Please work out how many lines in the data below hold the word "count", and state only the number.

▶ [Stored data entries]:
______________________________
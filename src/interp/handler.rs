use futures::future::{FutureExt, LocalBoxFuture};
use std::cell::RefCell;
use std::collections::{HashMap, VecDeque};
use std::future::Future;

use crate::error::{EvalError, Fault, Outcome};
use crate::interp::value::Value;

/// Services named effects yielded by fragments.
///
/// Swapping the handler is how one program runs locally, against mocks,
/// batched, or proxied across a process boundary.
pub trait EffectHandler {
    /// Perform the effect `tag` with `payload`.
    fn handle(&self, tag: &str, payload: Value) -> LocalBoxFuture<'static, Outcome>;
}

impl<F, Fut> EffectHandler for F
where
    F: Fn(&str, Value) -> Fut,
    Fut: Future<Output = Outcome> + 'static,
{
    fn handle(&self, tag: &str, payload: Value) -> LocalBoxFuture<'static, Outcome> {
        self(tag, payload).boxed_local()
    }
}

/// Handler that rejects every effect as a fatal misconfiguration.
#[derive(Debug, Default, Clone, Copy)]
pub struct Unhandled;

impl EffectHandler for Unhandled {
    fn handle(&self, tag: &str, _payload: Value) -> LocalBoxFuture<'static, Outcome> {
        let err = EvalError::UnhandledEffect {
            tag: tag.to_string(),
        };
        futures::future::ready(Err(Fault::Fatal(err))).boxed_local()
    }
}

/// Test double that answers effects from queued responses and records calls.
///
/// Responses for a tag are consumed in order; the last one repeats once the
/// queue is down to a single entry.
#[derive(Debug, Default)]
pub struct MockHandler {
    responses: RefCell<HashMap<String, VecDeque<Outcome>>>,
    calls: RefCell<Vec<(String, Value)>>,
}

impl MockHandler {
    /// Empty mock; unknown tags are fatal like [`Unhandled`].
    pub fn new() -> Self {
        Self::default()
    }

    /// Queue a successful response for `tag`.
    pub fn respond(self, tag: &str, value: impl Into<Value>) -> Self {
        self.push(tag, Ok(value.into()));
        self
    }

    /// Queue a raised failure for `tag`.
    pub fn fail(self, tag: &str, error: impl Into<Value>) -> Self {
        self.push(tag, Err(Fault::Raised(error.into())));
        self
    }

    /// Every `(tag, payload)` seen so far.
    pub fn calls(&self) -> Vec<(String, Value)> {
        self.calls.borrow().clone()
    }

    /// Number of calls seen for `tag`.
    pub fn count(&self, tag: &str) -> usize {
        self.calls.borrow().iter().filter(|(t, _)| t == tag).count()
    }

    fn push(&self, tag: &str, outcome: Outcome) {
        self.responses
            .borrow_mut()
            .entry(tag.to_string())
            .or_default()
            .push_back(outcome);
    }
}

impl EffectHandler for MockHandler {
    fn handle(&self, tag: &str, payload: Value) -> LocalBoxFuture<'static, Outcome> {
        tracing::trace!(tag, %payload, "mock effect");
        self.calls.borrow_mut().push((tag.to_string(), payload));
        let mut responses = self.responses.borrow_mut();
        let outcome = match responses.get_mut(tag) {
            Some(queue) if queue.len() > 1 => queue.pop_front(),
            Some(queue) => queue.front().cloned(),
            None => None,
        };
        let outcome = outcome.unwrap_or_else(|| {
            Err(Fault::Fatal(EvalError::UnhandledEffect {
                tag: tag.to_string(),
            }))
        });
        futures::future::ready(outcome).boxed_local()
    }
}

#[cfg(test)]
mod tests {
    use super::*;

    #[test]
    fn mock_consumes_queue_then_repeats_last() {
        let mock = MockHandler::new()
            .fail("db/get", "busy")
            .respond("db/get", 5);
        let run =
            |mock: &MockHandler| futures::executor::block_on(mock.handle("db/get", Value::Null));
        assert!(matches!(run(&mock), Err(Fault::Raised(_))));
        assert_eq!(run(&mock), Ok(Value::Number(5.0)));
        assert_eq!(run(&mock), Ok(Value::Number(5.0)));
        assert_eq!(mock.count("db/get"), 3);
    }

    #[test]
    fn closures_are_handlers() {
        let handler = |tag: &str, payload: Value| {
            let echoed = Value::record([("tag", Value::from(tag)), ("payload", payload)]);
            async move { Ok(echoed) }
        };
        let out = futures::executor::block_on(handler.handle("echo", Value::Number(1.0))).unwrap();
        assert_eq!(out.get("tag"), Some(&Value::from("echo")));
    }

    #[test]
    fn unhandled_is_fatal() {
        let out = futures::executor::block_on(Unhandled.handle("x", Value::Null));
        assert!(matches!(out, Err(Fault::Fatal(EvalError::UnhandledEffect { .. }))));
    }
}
______________________________
▶ [Response below]:
3